======== Exercise data ========

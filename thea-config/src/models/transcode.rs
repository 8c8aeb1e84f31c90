use std::path::PathBuf;

use serde::{Deserialize, Serialize};

/// Settings for the transcode scheduler and its external tools.
#[derive(Debug, Clone, Deserialize, Serialize)]
#[serde(default)]
pub struct TranscodeConfig {
    /// Root under which completed renditions are written, laid out as
    /// `<output_path>/<media-id>/<target-id>.<ext>`.
    pub output_path: PathBuf,
    pub ffmpeg_path: PathBuf,
    pub ffprobe_path: PathBuf,
    /// Global thread budget shared by all concurrently working tasks. The sum
    /// of the working targets' thread requirements never exceeds this.
    pub max_thread_consumption: u32,
    /// Capacity of the scheduler's subscription queue on the event bus.
    pub event_queue_capacity: usize,
}

impl Default for TranscodeConfig {
    fn default() -> Self {
        Self {
            output_path: PathBuf::from("/media/transcoded"),
            ffmpeg_path: PathBuf::from("ffmpeg"),
            ffprobe_path: PathBuf::from("ffprobe"),
            max_thread_consumption: 4,
            event_queue_capacity: 64,
        }
    }
}
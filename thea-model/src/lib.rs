//! Core data model definitions shared across Thea crates.
#![allow(missing_docs)]

pub mod ids;
pub mod media;
pub mod progress;
pub mod target;
pub mod transcode;
pub mod workflow;

// Intentionally curated re-exports for downstream consumers.
pub use ids::{ExternalId, ItemId, MediaId, SeasonId, SeriesId, TargetId, TaskId, WorkflowId};
pub use media::{Episode, MediaContainer, Movie, Season, Series};
pub use progress::TranscodeProgress;
pub use target::TranscodeTarget;
pub use transcode::CompletedTranscode;
pub use workflow::{CombineOp, CriterionKey, CriterionKind, CriterionValue, MatchCriterion, Workflow};
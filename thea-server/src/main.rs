//! # Thea Server
//!
//! Self-hosted media-processing server: watches an ingest directory for
//! arriving video files, identifies them against the external catalogue,
//! persists their metadata, and drives workflow-matched transcodes through an
//! external transcoder under a global thread budget.
//!
//! The binary only wires things together: configuration, the Postgres-backed
//! store, the in-process event bus, and the two core services. Everything
//! interesting lives in `thea-core`.

use std::sync::Arc;

use anyhow::Context;
use tokio_util::sync::CancellationToken;
use tracing::info;
use tracing_subscriber::{layer::SubscriberExt, util::SubscriberInitExt};

use thea_config::TheaConfig;
use thea_core::events::EventBus;
use thea_core::ingest::{FfprobeScraper, IngestService, TmdbSearcher};
use thea_core::store::{MediaStore, PostgresStore, TargetStore, TranscodeStore, WorkflowStore};
use thea_core::transcode::{FfmpegRunner, TranscodeService};

#[tokio::main]
async fn main() -> anyhow::Result<()> {
    tracing_subscriber::registry()
        .with(tracing_subscriber::fmt::layer())
        .with(
            tracing_subscriber::EnvFilter::try_from_default_env()
                .unwrap_or_else(|_| tracing_subscriber::EnvFilter::new("info")),
        )
        .init();

    let (config, source) = TheaConfig::load_from_env().context("failed to load configuration")?;
    info!(?source, ingest_path = %config.ingest.ingest_path.display(), "configuration loaded");

    let store = PostgresStore::connect(&config.database.url, config.database.max_connections)
        .await
        .context("failed to connect to the database")?;
    store
        .ensure_schema()
        .await
        .context("failed to prepare the database schema")?;
    let store = Arc::new(store);

    let bus = Arc::new(EventBus::new());
    let shutdown = CancellationToken::new();

    let scraper = Arc::new(FfprobeScraper::new(config.transcode.ffprobe_path.clone()));
    let searcher = Arc::new(TmdbSearcher::new(config.provider.api_key.clone()));
    let runner = Arc::new(FfmpegRunner::new(config.transcode.ffmpeg_path.clone()));

    let ingest = IngestService::start(
        config.ingest.clone(),
        Arc::clone(&bus),
        Arc::clone(&store) as Arc<dyn MediaStore>,
        scraper,
        searcher,
        shutdown.child_token(),
    )
    .await;

    let transcode = TranscodeService::start(
        config.transcode.clone(),
        Arc::clone(&bus),
        Arc::clone(&store) as Arc<dyn MediaStore>,
        Arc::clone(&store) as Arc<dyn WorkflowStore>,
        Arc::clone(&store) as Arc<dyn TargetStore>,
        Arc::clone(&store) as Arc<dyn TranscodeStore>,
        runner,
        shutdown.child_token(),
    );

    info!("thea is running; press ctrl-c to stop");
    tokio::signal::ctrl_c()
        .await
        .context("failed to listen for shutdown signal")?;

    info!("shutdown requested, draining services");
    shutdown.cancel();
    ingest.stop().await;
    transcode.stop().await;
    info!("goodbye");
    Ok(())
}
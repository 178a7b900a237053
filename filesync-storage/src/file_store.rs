//! File table adapter over a [`KvBackend`].

use crate::backend::{KvBackend, StorageEstimate};
use crate::error::{StorageError, StorageResult};
use crate::events::LocalFilesEvents;
use filesync_types::{CollectionId, FileRecord, SyncKind, Timestamp};
use std::sync::Arc;
use tracing::{debug, error, info};

/// Key of the normal file table.
pub const FILES_TABLE: &str = "files";

/// Key of the hidden file table.
pub const HIDDEN_FILES_TABLE: &str = "hidden-files";

/// Returns the table key for a sync kind.
pub fn table_name(kind: SyncKind) -> &'static str {
    match kind {
        SyncKind::Normal => FILES_TABLE,
        SyncKind::Hidden => HIDDEN_FILES_TABLE,
    }
}

/// Returns the key under which a collection's cursor is stored.
pub fn cursor_key(kind: SyncKind, collection_id: CollectionId) -> String {
    match kind {
        SyncKind::Normal => format!("{collection_id}-time"),
        SyncKind::Hidden => format!("hidden-{collection_id}-time"),
    }
}

/// The local file tables and sync cursors.
///
/// Exclusively owns the durable file arrays. Writes to the normal table
/// notify [`LocalFilesEvents`]; writes to the hidden table do not.
#[derive(Clone)]
pub struct FileStore {
    backend: Arc<dyn KvBackend>,
    events: Arc<LocalFilesEvents>,
}

impl FileStore {
    /// Creates a store with its own event registry.
    pub fn new(backend: Arc<dyn KvBackend>) -> Self {
        Self::with_events(backend, Arc::new(LocalFilesEvents::new()))
    }

    /// Creates a store that notifies an existing event registry.
    pub fn with_events(backend: Arc<dyn KvBackend>, events: Arc<LocalFilesEvents>) -> Self {
        Self { backend, events }
    }

    /// The registry notified after normal-table saves.
    pub fn events(&self) -> &Arc<LocalFilesEvents> {
        &self.events
    }

    /// Loads a file table. A table that was never written is empty.
    pub async fn load_files(&self, kind: SyncKind) -> StorageResult<Vec<FileRecord>> {
        let raw = self
            .blocking(move |backend| backend.get(table_name(kind)))
            .await?;
        match raw {
            Some(bytes) => Ok(serde_json::from_slice(&bytes)?),
            None => Ok(Vec::new()),
        }
    }

    /// Replaces a file table.
    ///
    /// On failure the storage estimate is logged next to the error (a failing
    /// estimate is logged and dropped) and the original error is returned.
    pub async fn save_files(&self, kind: SyncKind, files: &[FileRecord]) -> StorageResult<()> {
        if let Err(e) = self.write_table(kind, files).await {
            self.log_save_failure(kind, &e).await;
            return Err(e);
        }
        debug!(%kind, count = files.len(), "saved local files");

        if kind == SyncKind::Normal {
            self.events.emit_local_files_updated();
        }
        Ok(())
    }

    /// Returns the collection's cursor, or [`Timestamp::ZERO`] if it was
    /// never synced.
    pub async fn last_sync_time(
        &self,
        kind: SyncKind,
        collection_id: CollectionId,
    ) -> StorageResult<Timestamp> {
        let key = cursor_key(kind, collection_id);
        let raw = self.blocking(move |backend| backend.get(&key)).await?;
        match raw {
            Some(bytes) => Ok(serde_json::from_slice(&bytes)?),
            None => Ok(Timestamp::ZERO),
        }
    }

    /// Stores the collection's cursor.
    pub async fn set_last_sync_time(
        &self,
        kind: SyncKind,
        collection_id: CollectionId,
        time: Timestamp,
    ) -> StorageResult<()> {
        let key = cursor_key(kind, collection_id);
        let bytes = serde_json::to_vec(&time)?;
        self.blocking(move |backend| backend.set(&key, &bytes)).await
    }

    /// Reports the backend's usage and quota.
    pub async fn storage_estimate(&self) -> StorageResult<StorageEstimate> {
        self.blocking(|backend| backend.estimate()).await
    }

    async fn write_table(&self, kind: SyncKind, files: &[FileRecord]) -> StorageResult<()> {
        let bytes = serde_json::to_vec(files)?;
        self.blocking(move |backend| backend.set(table_name(kind), &bytes))
            .await
    }

    async fn log_save_failure(&self, kind: SyncKind, err: &StorageError) {
        match self.storage_estimate().await {
            Ok(estimate) => {
                error!(%kind, error = %err, ?estimate, "failed to save files to local store");
                info!(
                    usage_bytes = estimate.usage_bytes,
                    quota_bytes = ?estimate.quota_bytes,
                    "storage estimate"
                );
            }
            Err(diag) => {
                error!(%kind, error = %err, "failed to save files to local store");
                error!(error = %diag, "failed to get storage stats");
            }
        }
    }

    async fn blocking<T, F>(&self, f: F) -> StorageResult<T>
    where
        F: FnOnce(&dyn KvBackend) -> StorageResult<T> + Send + 'static,
        T: Send + 'static,
    {
        let backend = Arc::clone(&self.backend);
        tokio::task::spawn_blocking(move || f(backend.as_ref()))
            .await
            .map_err(|e| StorageError::Task(e.to_string()))?
    }
}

========

Work task: Set down precisely the lines above between the line holding "filename filesync-storage/src/file_store.rs" and the line holding "error (a failing", inclusive, and nothing beyond them.

Answer section:
filename filesync-storage/src/file_store.rs
//! File table adapter over a [`KvBackend`].

use crate::backend::{KvBackend, StorageEstimate};
use crate::error::{StorageError, StorageResult};
use crate::events::LocalFilesEvents;
use filesync_types::{CollectionId, FileRecord, SyncKind, Timestamp};
use std::sync::Arc;
use tracing::{debug, error, info};

/// Key of the normal file table.
pub const FILES_TABLE: &str = "files";

/// Key of the hidden file table.
pub const HIDDEN_FILES_TABLE: &str = "hidden-files";

/// Returns the table key for a sync kind.
pub fn table_name(kind: SyncKind) -> &'static str {
    match kind {
        SyncKind::Normal => FILES_TABLE,
        SyncKind::Hidden => HIDDEN_FILES_TABLE,
    }
}

/// Returns the key under which a collection's cursor is stored.
pub fn cursor_key(kind: SyncKind, collection_id: CollectionId) -> String {
    match kind {
        SyncKind::Normal => format!("{collection_id}-time"),
        SyncKind::Hidden => format!("hidden-{collection_id}-time"),
    }
}

/// The local file tables and sync cursors.
///
/// Exclusively owns the durable file arrays. Writes to the normal table
/// notify [`LocalFilesEvents`]; writes to the hidden table do not.
#[derive(Clone)]
pub struct FileStore {
    backend: Arc<dyn KvBackend>,
    events: Arc<LocalFilesEvents>,
}

impl FileStore {
    /// Creates a store with its own event registry.
    pub fn new(backend: Arc<dyn KvBackend>) -> Self {
        Self::with_events(backend, Arc::new(LocalFilesEvents::new()))
    }

    /// Creates a store that notifies an existing event registry.
    pub fn with_events(backend: Arc<dyn KvBackend>, events: Arc<LocalFilesEvents>) -> Self {
        Self { backend, events }
    }

    /// The registry notified after normal-table saves.
    pub fn events(&self) -> &Arc<LocalFilesEvents> {
        &self.events
    }

    /// Loads a file table. A table that was never written is empty.
    pub async fn load_files(&self, kind: SyncKind) -> StorageResult<Vec<FileRecord>> {
        let raw = self
            .blocking(move |backend| backend.get(table_name(kind)))
            .await?;
        match raw {
            Some(bytes) => Ok(serde_json::from_slice(&bytes)?),
            None => Ok(Vec::new()),
        }
    }

    /// Replaces a file table.
    ///
    /// On failure the storage estimate is logged next to the error (a failing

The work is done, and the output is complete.